| Description Of Item | From the collection of Thomas Laycock. Article is titled ‘Illegitimacy as a Cause of Idiocy’ by Aurthur Mitchell A.M., M.D., Deputy-Commissioner in Lunacy for Scotland, etc. Published in the Medical Times and Gazette, 1 March 1862, pages 210-212.
Mitchell shares research conducted across the 294 parishes within the ‘counties of Ross, Aberdeen, Kincardine, Perth, Clackmann, Fife, Kinross, and Wigton’ – comparing how many ‘idiots’ within these areas were born out of wedlock. Between the years of 1858-1859 Mitchell outlined that of the 703 ‘idiots and imbeciles’ he visited in these counties, he could find the information surrounding the marriage circumstances of the birth of 632 of these patients - of which 17.1 per cent were illegitimate.

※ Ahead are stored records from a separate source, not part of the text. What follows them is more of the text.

//! Web source: URL normalisation, reachability probe, and a bounded crawl.
//!
//! The crawl is breadth-first from the root page, follows only links that
//! stay under the root URL, and stops descending at `max_depth` (the root
//! page is depth 0, so `max_depth = 2` loads the root and its direct
//! children). XML documents such as feeds and sitemaps are skipped.

use std::collections::{HashSet, VecDeque};
use std::time::Duration;

use scraper::{Html, Selector};
use tracing::{debug, warn};
use url::Url;

use crate::config::WebConfig;
use crate::error::{GatewayError, IndexError};
use crate::gateway::{self, RetryPolicy};
use crate::models::SourceDocument;

const SKIPPED_ELEMENTS: [&str; 4] = ["script", "style", "noscript", "template"];

/// Turn user input into an absolute http(s) URL.
///
/// Input without a scheme that looks like a host (`example.com/docs`) gets
/// `https://`; any scheme other than http or https is replaced by https.
pub fn normalize_url(input: &str) -> Result<Url, IndexError> {
    let input = input.trim();
    if input.is_empty() {
        return Err(IndexError::InvalidUrl("Empty URL".to_string()));
    }

    let candidate = match input.split_once("://") {
        Some((scheme, rest)) if scheme == "http" || scheme == "https" => {
            format!("{}://{}", scheme, rest)
        }
        Some((_, rest)) => format!("https://{}", rest),
        None if input.contains('.') && !input.contains(' ') => format!("https://{}", input),
        None => input.to_string(),
    };

    let url = Url::parse(&candidate)
        .map_err(|_| IndexError::InvalidUrl(format!("Invalid URL: missing net location in {}", input)))?;
    match url.host_str() {
        Some(host) if !host.is_empty() => Ok(url),
        _ => Err(IndexError::InvalidUrl(format!(
            "Invalid URL: missing net location in {}",
            input
        ))),
    }
}

/// Visible text of an HTML page, one block per text node.
pub fn extract_text(html: &str) -> String {
    let document = Html::parse_document(html);
    let mut blocks = Vec::new();
    for node in document.root_element().descendants() {
        let Some(text) = node.value().as_text() else {
            continue;
        };
        let hidden = node.ancestors().any(|ancestor| {
            ancestor
                .value()
                .as_element()
                .is_some_and(|e| SKIPPED_ELEMENTS.contains(&e.name()))
        });
        if hidden {
            continue;
        }
        let cleaned = clean_text(text);
        if !cleaned.is_empty() {
            blocks.push(cleaned);
        }
    }
    blocks.join("\n\n")
}

/// Absolute http(s) links found in `html`, fragments removed.
pub fn extract_links(html: &str, base: &Url) -> Vec<Url> {
    let document = Html::parse_document(html);
    let Ok(selector) = Selector::parse("a[href]") else {
        return Vec::new();
    };

    let mut links = Vec::new();
    for element in document.select(&selector) {
        let Some(href) = element.value().attr("href") else {
            continue;
        };
        let href = href.trim();
        if href.is_empty()
            || href.starts_with('#')
            || href.starts_with("javascript:")
            || href.starts_with("mailto:")
        {
            continue;
        }
        if let Ok(mut url) = base.join(href) {
            if url.scheme() == "http" || url.scheme() == "https" {
                url.set_fragment(None);
                links.push(url);
            }
        }
    }
    links
}

fn page_title(html: &str) -> Option<String> {
    let document = Html::parse_document(html);
    let selector = Selector::parse("title").ok()?;
    let title = document.select(&selector).next()?.text().collect::<String>();
    let title = clean_text(&title);
    (!title.is_empty()).then_some(title)
}

fn clean_text(text: &str) -> String {
    text.split_whitespace().collect::<Vec<_>>().join(" ")
}

fn is_xml(content_type: &str, body: &str) -> bool {
    (content_type.contains("xml") && !content_type.contains("html"))
        || body.trim_start().starts_with("<?xml")
}

pub struct WebCrawler {
    http: reqwest::Client,
    policy: RetryPolicy,
    timeout: Duration,
    exclude: Vec<String>,
}

impl WebCrawler {
    pub fn new(config: &WebConfig, policy: RetryPolicy) -> Result<Self, IndexError> {
        let http = reqwest::Client::builder()
            .user_agent(concat!("desk-assist/", env!("CARGO_PKG_VERSION")))
            .build()
            .map_err(GatewayError::from)?;
        Ok(Self {
            http,
            policy,
            timeout: Duration::from_secs(config.timeout_secs),
            exclude: config.exclude.clone(),
        })
    }

    /// Succeeds when the page answers with a status below 400.
    pub async fn probe(&self, url: &Url) -> Result<(), IndexError> {
        let response = self
            .http
            .get(url.clone())
            .timeout(self.timeout)
            .send()
            .await
            .map_err(|_| IndexError::Unreachable(url.to_string()))?;
        if response.status().as_u16() >= 400 {
            return Err(IndexError::Unreachable(url.to_string()));
        }
        Ok(())
    }

    async fn fetch_page(&self, url: &Url) -> Result<(String, String), GatewayError> {
        gateway::invoke(&self.policy, "fetch page", |_| async move {
            let response = self.http.get(url.clone()).timeout(self.timeout).send().await?;
            let status = response.status();
            if !status.is_success() {
                let body = response.text().await.unwrap_or_default();
                return Err(gateway::classify_status(status, &body));
            }
            let content_type = response
                .headers()
                .get(reqwest::header::CONTENT_TYPE)
                .and_then(|v| v.to_str().ok())
                .unwrap_or_default()
                .to_ascii_lowercase();
            Ok((content_type, response.text().await?))
        })
        .await
    }

    /// Load every page reachable from `root` within `max_depth`.
    pub async fn crawl(&self, root: &Url, max_depth: usize) -> Result<Vec<SourceDocument>, IndexError> {
        let mut queue = VecDeque::new();
        let mut seen = HashSet::new();
        if max_depth > 0 {
            seen.insert(root.to_string());
            queue.push_back((root.clone(), 0usize));
        }

        let mut documents = Vec::new();
        while let Some((url, depth)) = queue.pop_front() {
            let (content_type, body) = match self.fetch_page(&url).await {
                Ok(page) => page,
                Err(e) => {
                    warn!(url = %url, error = %e, "skipping page");
                    continue;
                }
            };
            if is_xml(&content_type, &body) {
                debug!(url = %url, "skipping XML document");
                continue;
            }

            if depth + 1 < max_depth {
                for link in extract_links(&body, &url) {
                    if link.as_str().starts_with(root.as_str()) && seen.insert(link.to_string()) {
                        queue.push_back((link, depth + 1));
                    }
                }
            }

            let text = extract_text(&body);
            if text.is_empty() {
                continue;
            }
            let metadata = serde_json::json!({
                "kind": "web",
                "title": page_title(&body),
                "depth": depth,
            });
            documents.push(SourceDocument {
                source: url.to_string(),
                text,
                metadata_json: metadata.to_string(),
            });
        }

        let loaded = documents.len();
        documents.retain(|doc| !self.exclude.iter().any(|x| doc.source.contains(x.as_str())));
        debug!(loaded, kept = documents.len(), "crawl finished");

        if documents.is_empty() {
            return Err(IndexError::NoPages);
        }
        Ok(documents)
    }
}
//! Configuration parsing and validation.
//!
//! The assistant is configured by a single TOML file. Every table is optional;
//! missing keys fall back to the defaults below, so an empty file is valid.
//!
//! ```toml
//! [chat]
//! model = "gpt-4o-mini"
//! temperature = 0.7
//!
//! [index]
//! path = "./data/index"
//! top_k = 4
//! ```

use anyhow::{Context, Result};
use serde::Deserialize;
use std::path::{Path, PathBuf};
use std::time::Duration;

#[derive(Debug, Deserialize, Clone, Default)]
pub struct Config {
    #[serde(default)]
    pub chat: ChatConfig,
    #[serde(default)]
    pub api: ApiConfig,
    #[serde(default)]
    pub retry: RetryConfig,
    #[serde(default)]
    pub embedding: EmbeddingConfig,
    #[serde(default)]
    pub index: IndexConfig,
    #[serde(default)]
    pub web: WebConfig,
    #[serde(default)]
    pub images: ImageConfig,
    #[serde(default)]
    pub functions: FunctionsConfig,
    #[serde(default)]
    pub speech: SpeechConfig,
}

#[derive(Debug, Deserialize, Clone)]
pub struct ChatConfig {
    #[serde(default = "default_chat_model")]
    pub model: String,
    #[serde(default = "default_temperature")]
    pub temperature: f32,
    #[serde(default = "default_chat_timeout")]
    pub timeout_secs: u64,
    #[serde(default = "default_max_function_calls")]
    pub max_function_calls: usize,
}

impl Default for ChatConfig {
    fn default() -> Self {
        Self {
            model: default_chat_model(),
            temperature: default_temperature(),
            timeout_secs: default_chat_timeout(),
            max_function_calls: default_max_function_calls(),
        }
    }
}

impl ChatConfig {
    pub fn timeout(&self) -> Duration {
        Duration::from_secs(self.timeout_secs)
    }
}

fn default_chat_model() -> String {
    "gpt-4o-mini".to_string()
}
fn default_temperature() -> f32 {
    0.7
}
fn default_chat_timeout() -> u64 {
    60
}
fn default_max_function_calls() -> usize {
    10
}

#[derive(Debug, Deserialize, Clone)]
pub struct ApiConfig {
    #[serde(default = "default_base_url")]
    pub base_url: String,
    #[serde(default = "default_api_key_env")]
    pub api_key_env: String,
    #[serde(default = "default_organization_env")]
    pub organization_env: String,
}

impl Default for ApiConfig {
    fn default() -> Self {
        Self {
            base_url: default_base_url(),
            api_key_env: default_api_key_env(),
            organization_env: default_organization_env(),
        }
    }
}

fn default_base_url() -> String {
    "https://api.openai.com/v1".to_string()
}
fn default_api_key_env() -> String {
    "OPENAI_API_KEY".to_string()
}
fn default_organization_env() -> String {
    "OPENAI_API_ORG".to_string()
}

/// Retry bounds shared by every outbound call.
#[derive(Debug, Deserialize, Clone)]
pub struct RetryConfig {
    #[serde(default = "default_max_attempts")]
    pub max_attempts: u32,
    #[serde(default = "default_min_wait_ms")]
    pub min_wait_ms: u64,
    #[serde(default = "default_max_wait_ms")]
    pub max_wait_ms: u64,
    /// Upper bound on total time spent retrying. `0` disables the bound.
    #[serde(default = "default_max_elapsed_secs")]
    pub max_elapsed_secs: u64,
}

impl Default for RetryConfig {
    fn default() -> Self {
        Self {
            max_attempts: default_max_attempts(),
            min_wait_ms: default_min_wait_ms(),
            max_wait_ms: default_max_wait_ms(),
            max_elapsed_secs: default_max_elapsed_secs(),
        }
    }
}

fn default_max_attempts() -> u32 {
    3
}
fn default_min_wait_ms() -> u64 {
    1000
}
fn default_max_wait_ms() -> u64 {
    20_000
}
fn default_max_elapsed_secs() -> u64 {
    120
}

#[derive(Debug, Deserialize, Clone)]
pub struct EmbeddingConfig {
    #[serde(default = "default_provider")]
    pub provider: String,
    #[serde(default = "default_embedding_model")]
    pub model: String,
    #[serde(default = "default_batch_size")]
    pub batch_size: usize,
    #[serde(default = "default_embedding_timeout")]
    pub timeout_secs: u64,
    /// Base URL of the Ollama server; only read when `provider = "ollama"`.
    #[serde(default = "default_ollama_url")]
    pub url: String,
}

impl Default for EmbeddingConfig {
    fn default() -> Self {
        Self {
            provider: default_provider(),
            model: default_embedding_model(),
            batch_size: default_batch_size(),
            timeout_secs: default_embedding_timeout(),
            url: default_ollama_url(),
        }
    }
}

fn default_provider() -> String {
    "openai".to_string()
}
fn default_embedding_model() -> String {
    "text-embedding-3-small".to_string()
}
fn default_batch_size() -> usize {
    64
}
fn default_embedding_timeout() -> u64 {
    20
}
fn default_ollama_url() -> String {
    "http://localhost:11434".to_string()
}

#[derive(Debug, Deserialize, Clone)]
pub struct IndexConfig {
    #[serde(default = "default_index_path")]
    pub path: PathBuf,
    #[serde(default = "default_collection")]
    pub collection: String,
    #[serde(default = "default_top_k")]
    pub top_k: usize,
    #[serde(default = "default_chunk_tokens")]
    pub chunk_tokens: usize,
    #[serde(default = "default_loader_concurrency")]
    pub loader_concurrency: usize,
}

impl Default for IndexConfig {
    fn default() -> Self {
        Self {
            path: default_index_path(),
            collection: default_collection(),
            top_k: default_top_k(),
            chunk_tokens: default_chunk_tokens(),
            loader_concurrency: default_loader_concurrency(),
        }
    }
}

fn default_index_path() -> PathBuf {
    PathBuf::from("./data/index")
}
fn default_collection() -> String {
    "assistant".to_string()
}
fn default_top_k() -> usize {
    4
}
fn default_chunk_tokens() -> usize {
    250
}
fn default_loader_concurrency() -> usize {
    8
}

#[derive(Debug, Deserialize, Clone)]
pub struct WebConfig {
    #[serde(default = "default_max_depth")]
    pub max_depth: usize,
    #[serde(default = "default_web_timeout")]
    pub timeout_secs: u64,
    /// Pages whose URL contains any of these fragments are dropped after crawling.
    #[serde(default = "default_exclude")]
    pub exclude: Vec<String>,
}

impl Default for WebConfig {
    fn default() -> Self {
        Self {
            max_depth: default_max_depth(),
            timeout_secs: default_web_timeout(),
            exclude: default_exclude(),
        }
    }
}

fn default_max_depth() -> usize {
    2
}
fn default_web_timeout() -> u64 {
    20
}
fn default_exclude() -> Vec<String> {
    vec!["css".to_string(), "wp-json".to_string()]
}

#[derive(Debug, Deserialize, Clone)]
pub struct ImageConfig {
    #[serde(default = "default_image_size")]
    pub size: String,
    #[serde(default = "default_image_encoding")]
    pub encoding: String,
}

impl Default for ImageConfig {
    fn default() -> Self {
        Self {
            size: default_image_size(),
            encoding: default_image_encoding(),
        }
    }
}

fn default_image_size() -> String {
    "512x512".to_string()
}
fn default_image_encoding() -> String {
    "b64_json".to_string()
}

#[derive(Debug, Deserialize, Clone)]
pub struct FunctionsConfig {
    #[serde(default = "default_data_file")]
    pub data_file: PathBuf,
}

impl Default for FunctionsConfig {
    fn default() -> Self {
        Self {
            data_file: default_data_file(),
        }
    }
}

fn default_data_file() -> PathBuf {
    PathBuf::from("./demo/DemoData.txt")
}

#[derive(Debug, Deserialize, Clone)]
pub struct SpeechConfig {
    #[serde(default = "default_speech_command")]
    pub command: String,
    #[serde(default)]
    pub args: Vec<String>,
}

impl Default for SpeechConfig {
    fn default() -> Self {
        Self {
            command: default_speech_command(),
            args: Vec::new(),
        }
    }
}

impl SpeechConfig {
    pub fn is_enabled(&self) -> bool {
        !self.command.trim().is_empty()
    }
}

fn default_speech_command() -> String {
    "espeak".to_string()
}

pub fn load_config(path: &Path) -> Result<Config> {
    let content = std::fs::read_to_string(path)
        .with_context(|| format!("Failed to read config file: {}", path.display()))?;

    let config: Config = toml::from_str(&content).with_context(|| "Failed to parse config file")?;
    validate(&config)?;
    Ok(config)
}

pub fn validate(config: &Config) -> Result<()> {
    if !(0.0..=1.0).contains(&config.chat.temperature) {
        anyhow::bail!("chat.temperature must be in [0.0, 1.0]");
    }
    if config.chat.max_function_calls == 0 {
        anyhow::bail!("chat.max_function_calls must be >= 1");
    }

    if config.retry.max_attempts == 0 {
        anyhow::bail!("retry.max_attempts must be >= 1");
    }
    if config.retry.min_wait_ms > config.retry.max_wait_ms {
        anyhow::bail!("retry.min_wait_ms must not exceed retry.max_wait_ms");
    }

    if config.index.top_k == 0 {
        anyhow::bail!("index.top_k must be >= 1");
    }
    if config.index.chunk_tokens == 0 {
        anyhow::bail!("index.chunk_tokens must be > 0");
    }

    match config.embedding.provider.as_str() {
        "disabled" | "openai" | "ollama" => {}
        other => anyhow::bail!(
            "Unknown embedding provider: '{}'. Must be disabled, openai, or ollama.",
            other
        ),
    }
    if config.embedding.batch_size == 0 {
        anyhow::bail!("embedding.batch_size must be >= 1");
    }

    match config.images.encoding.as_str() {
        "b64_json" | "url" => {}
        other => anyhow::bail!(
            "Unknown image encoding: '{}'. Must be b64_json or url.",
            other
        ),
    }

    Ok(())
}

He argues that ‘illegitimacy is in itself an important cause of idiocy.’ Mitchell explains this finding based on the statistics he has gathered, by outlining the circumstances often associated with illegitimate pregnancy and birth: ‘the great majority of natural children [those born out of wedlock] of our country are exposed early in life to pinching, misery, neglect and ill-usage that they are not unfrequently conceived when one or both parents are intoxicated; that they are liable to injury in utero from attempts at abortion, or concealment of pregnancy; that their mothers during pregnancy are exposed to over-work, and during lactation both to over-work and under-feeding; that the parents are often immoral and vicious, and transmit a depraved mental and nervous constitution to their children; and that, in some cases at least, grief and anxiety of mind may interfere with the nourishment of the child in the womb.’
Another article follows on from the main one, titled ‘Clinical Midwifery’ by Francis H Ramsbotham M.D. (continued from 156), which outlines several cases of ‘unavoidable haemorrhage’ during childbirth.